Colour is everywhere, in autumn leaves, glowing screens, and solar panels converting sunlight into electricity. The molecules behind these phenomena, known as chromophores, are well-studied experimentally, yet their behaviour at the atomic level remains poorly understood, particularly when they cluster together or solidify into disordered materials.
This PhD project addressed that gap by developing a simulation framework that combines artificial intelligence with atomistic modelling. Machine-learned potentials allow simulations to run at quantum-level accuracy for far larger and more realistic systems than was previously feasible, making it possible to follow molecular motion across the time and length scales that matter most for real materials.
Neutron scattering was the experimental anchor for this work. Neutrons are uniquely sensitive to hydrogen-rich molecules like chromophores and can capture both where atoms sit and how they move. A major achievement of the project was learning to predict what a neutron instrument would actually measure from a simulation – turning theoretical calculations into something directly testable at a facility and giving experimentalists a richer lens through which to interpret their data.
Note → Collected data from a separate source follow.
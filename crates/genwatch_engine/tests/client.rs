use std::time::Duration;

use futures_util::StreamExt;
use genwatch_core::{GenerationConfig, JobId, JobStatus, WebSearchMode};
use genwatch_engine::{
    ClientSettings, FailureKind, GenerationBackend, ReqwestBackend, StreamEvent, MAX_EVENT_BYTES,
};
use pretty_assertions::assert_eq;
use serde_json::json;
use wiremock::matchers::{body_json, method, path};
use wiremock::{Mock, MockServer, ResponseTemplate};

fn backend_for(server: &MockServer) -> ReqwestBackend {
    ReqwestBackend::new(ClientSettings {
        base_url: format!("{}/api/", server.uri()),
        ..ClientSettings::default()
    })
    .expect("valid base url")
}

#[tokio::test]
async fn fetch_document_reads_status_and_log() {
    let server = MockServer::start().await;
    Mock::given(method("GET"))
        .and(path("/api/documents/doc-1"))
        .respond_with(ResponseTemplate::new(200).set_body_json(json!({
            "document": {
                "id": "doc-1",
                "status": "generating",
                "generation_log": ["outline", "chapter 1"],
                "content": null
            }
        })))
        .mount(&server)
        .await;

    let snapshot = backend_for(&server)
        .fetch_document(&JobId::new("doc-1"))
        .await
        .expect("fetch ok");
    assert_eq!(snapshot.status, JobStatus::Generating);
    assert_eq!(snapshot.generation_log, vec!["outline", "chapter 1"]);
    assert_eq!(snapshot.content, None);
}

#[tokio::test]
async fn http_errors_keep_their_status_code() {
    let server = MockServer::start().await;
    Mock::given(method("GET"))
        .and(path("/api/documents/missing"))
        .respond_with(ResponseTemplate::new(404))
        .mount(&server)
        .await;

    let err = backend_for(&server)
        .fetch_document(&JobId::new("missing"))
        .await
        .unwrap_err();
    assert_eq!(err.kind, FailureKind::HttpStatus(404));
}

#[tokio::test]
async fn malformed_payload_is_a_decode_error() {
    let server = MockServer::start().await;
    Mock::given(method("GET"))
        .and(path("/api/tests/test-1"))
        .respond_with(ResponseTemplate::new(200).set_body_string("<html>gateway</html>"))
        .mount(&server)
        .await;

    let err = backend_for(&server)
        .fetch_test(&JobId::new("test-1"))
        .await
        .unwrap_err();
    assert_eq!(err.kind, FailureKind::Decode);
}

#[tokio::test]
async fn slow_requests_time_out() {
    let server = MockServer::start().await;
    Mock::given(method("GET"))
        .and(path("/api/documents/doc-1"))
        .respond_with(
            ResponseTemplate::new(200)
                .set_delay(Duration::from_millis(250))
                .set_body_json(json!({ "document": { "status": "pending" } })),
        )
        .mount(&server)
        .await;

    let backend = ReqwestBackend::new(ClientSettings {
        base_url: format!("{}/api", server.uri()),
        request_timeout: Duration::from_millis(50),
        ..ClientSettings::default()
    })
    .unwrap();
    let err = backend
        .fetch_document(&JobId::new("doc-1"))
        .await
        .unwrap_err();
    assert_eq!(err.kind, FailureKind::Timeout);
}

#[tokio::test]
async fn create_and_start_document() {
    let server = MockServer::start().await;
    Mock::given(method("POST"))
        .and(path("/api/workspaces/ws-1/documents"))
        .and(body_json(json!({ "title": "Cells", "page_count": 4, "web_search": "auto" })))
        .respond_with(
            ResponseTemplate::new(201).set_body_json(json!({ "document": { "id": "doc-9" } })),
        )
        .expect(1)
        .mount(&server)
        .await;
    Mock::given(method("POST"))
        .and(path("/api/documents/doc-9/generate"))
        .and(body_json(json!({ "custom_instructions": "short", "web_search": "auto" })))
        .respond_with(ResponseTemplate::new(202))
        .expect(1)
        .mount(&server)
        .await;

    let config = GenerationConfig {
        title: "Cells".to_string(),
        page_count: Some(4),
        web_search: WebSearchMode::Auto,
        ..GenerationConfig::default()
    };
    let backend = backend_for(&server);
    let job_id = backend.create_document("ws-1", &config).await.unwrap();
    assert_eq!(job_id, JobId::new("doc-9"));

    let config = GenerationConfig {
        custom_instructions: Some("short".to_string()),
        ..config
    };
    backend.start_document(&job_id, &config).await.unwrap();
}

#[tokio::test]
async fn cancel_and_restart_hit_their_endpoints() {
    let server = MockServer::start().await;
    for endpoint in ["cancel", "restart", "edit-and-restart"] {
        Mock::given(method("POST"))
            .and(path(format!("/api/documents/doc-1/{endpoint}")))
            .respond_with(ResponseTemplate::new(200))
            .expect(1)
            .mount(&server)
            .await;
    }

    let backend = backend_for(&server);
    let id = JobId::new("doc-1");
    backend.cancel_document(&id).await.unwrap();
    backend.restart_document(&id, None).await.unwrap();
    let edited = GenerationConfig {
        title: "Cells II".to_string(),
        ..GenerationConfig::default()
    };
    backend.restart_document(&id, Some(&edited)).await.unwrap();
}

#[tokio::test]
async fn question_stream_decodes_server_sent_events() {
    let server = MockServer::start().await;
    let body = concat!(
        ": connected\n\n",
        "data: {\"type\":\"question\",\"question\":{\"id\":1}}\n\n",
        "data: {\"type\":\"question\",\"question\":{\"id\":2}}\r\n\r\n",
        "data: {\"type\":\"complete\"}\n\n",
    );
    Mock::given(method("GET"))
        .and(path("/api/tests/test-1/generate"))
        .respond_with(ResponseTemplate::new(200).set_body_raw(body, "text/event-stream"))
        .mount(&server)
        .await;

    let stream = backend_for(&server)
        .open_test_stream(&JobId::new("test-1"))
        .await
        .unwrap();
    let events: Vec<_> = stream.collect().await;
    assert_eq!(
        events,
        vec![
            Ok(StreamEvent::Question {
                question: json!({ "id": 1 })
            }),
            Ok(StreamEvent::Question {
                question: json!({ "id": 2 })
            }),
            Ok(StreamEvent::Complete),
        ]
    );
}

#[tokio::test]
async fn runaway_stream_line_ends_with_a_decode_error() {
    let server = MockServer::start().await;
    let mut body = String::from("data: {\"type\":\"question\",\"question\":{\"id\":1}}\n\ndata: ");
    body.push_str(&"x".repeat(MAX_EVENT_BYTES + 1));
    Mock::given(method("GET"))
        .and(path("/api/tests/test-1/generate"))
        .respond_with(ResponseTemplate::new(200).set_body_raw(body, "text/event-stream"))
        .mount(&server)
        .await;

    let stream = backend_for(&server)
        .open_test_stream(&JobId::new("test-1"))
        .await
        .unwrap();
    let events: Vec<_> = stream.collect().await;
    assert_eq!(events.len(), 2, "{events:?}");
    assert!(events[0].is_ok());
    let err = events[1].as_ref().unwrap_err();
    assert_eq!(err.kind, FailureKind::Decode);
}

#[tokio::test]
async fn test_session_endpoints() {
    let server = MockServer::start().await;
    Mock::given(method("POST"))
        .and(path("/api/workspaces/ws-1/tests"))
        .respond_with(ResponseTemplate::new(201).set_body_json(json!({ "test": { "id": "test-4" } })))
        .mount(&server)
        .await;
    Mock::given(method("POST"))
        .and(path("/api/tests/test-4/answer"))
        .and(body_json(json!({ "question_id": "q1", "answer": "B" })))
        .respond_with(ResponseTemplate::new(200))
        .expect(1)
        .mount(&server)
        .await;
    Mock::given(method("POST"))
        .and(path("/api/tests/test-4/complete"))
        .respond_with(ResponseTemplate::new(200))
        .expect(1)
        .mount(&server)
        .await;

    let backend = backend_for(&server);
    let config = GenerationConfig {
        title: "Quiz".to_string(),
        question_count: Some(5),
        ..GenerationConfig::default()
    };
    let id = backend.create_test("ws-1", &config).await.unwrap();
    assert_eq!(id, JobId::new("test-4"));
    backend.submit_answer(&id, "q1", "B").await.unwrap();
    backend.complete_test(&id).await.unwrap();
}

#[test]
fn invalid_base_url_is_rejected() {
    let err = ReqwestBackend::new(ClientSettings {
        base_url: "not a url".to_string(),
        ..ClientSettings::default()
    })
    .unwrap_err();
    assert_eq!(err.kind, FailureKind::InvalidUrl);
}

#[tokio::test]
async fn job_ids_stay_a_single_path_segment() {
    let server = MockServer::start().await;
    Mock::given(method("GET"))
        .and(path("/api/documents/a%2Fb%3Fx"))
        .respond_with(ResponseTemplate::new(200).set_body_json(json!({
            "document": { "id": "a/b?x", "status": "generating", "generation_log": [] }
        })))
        .expect(1)
        .mount(&server)
        .await;
    Mock::given(method("POST"))
        .and(path("/api/documents/a%2Fb%3Fx/cancel"))
        .respond_with(ResponseTemplate::new(200))
        .expect(1)
        .mount(&server)
        .await;

    let backend = backend_for(&server);
    let id = JobId::new("a/b?x");
    let snapshot = backend.fetch_document(&id).await.expect("fetch ok");
    assert_eq!(snapshot.status, JobStatus::Generating);
    backend.cancel_document(&id).await.expect("cancel ok");
}

#[test]
fn base_url_without_a_path_is_rejected() {
    let err = ReqwestBackend::new(ClientSettings {
        base_url: "mailto:ops@example.com".to_string(),
        ..ClientSettings::default()
    })
    .unwrap_err();
    assert_eq!(err.kind, FailureKind::InvalidUrl);
}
The methods were put to work on three fronts: modelling the slow relaxation of glass-forming materials, computing how chromophores interact with light, and reproducing neutron scattering spectra from first principles. The project also produced calorine, a software package that makes these workflows accessible to researchers who may have little prior experience with simulations.
The long-term value of this work extends beyond chromophores. By making simulation-to-experiment pipelines easier to use and more accurate, it lays groundwork for faster development of light-harvesting and energy storage technologies, and potentially changes how neutron facilities approach data analysis.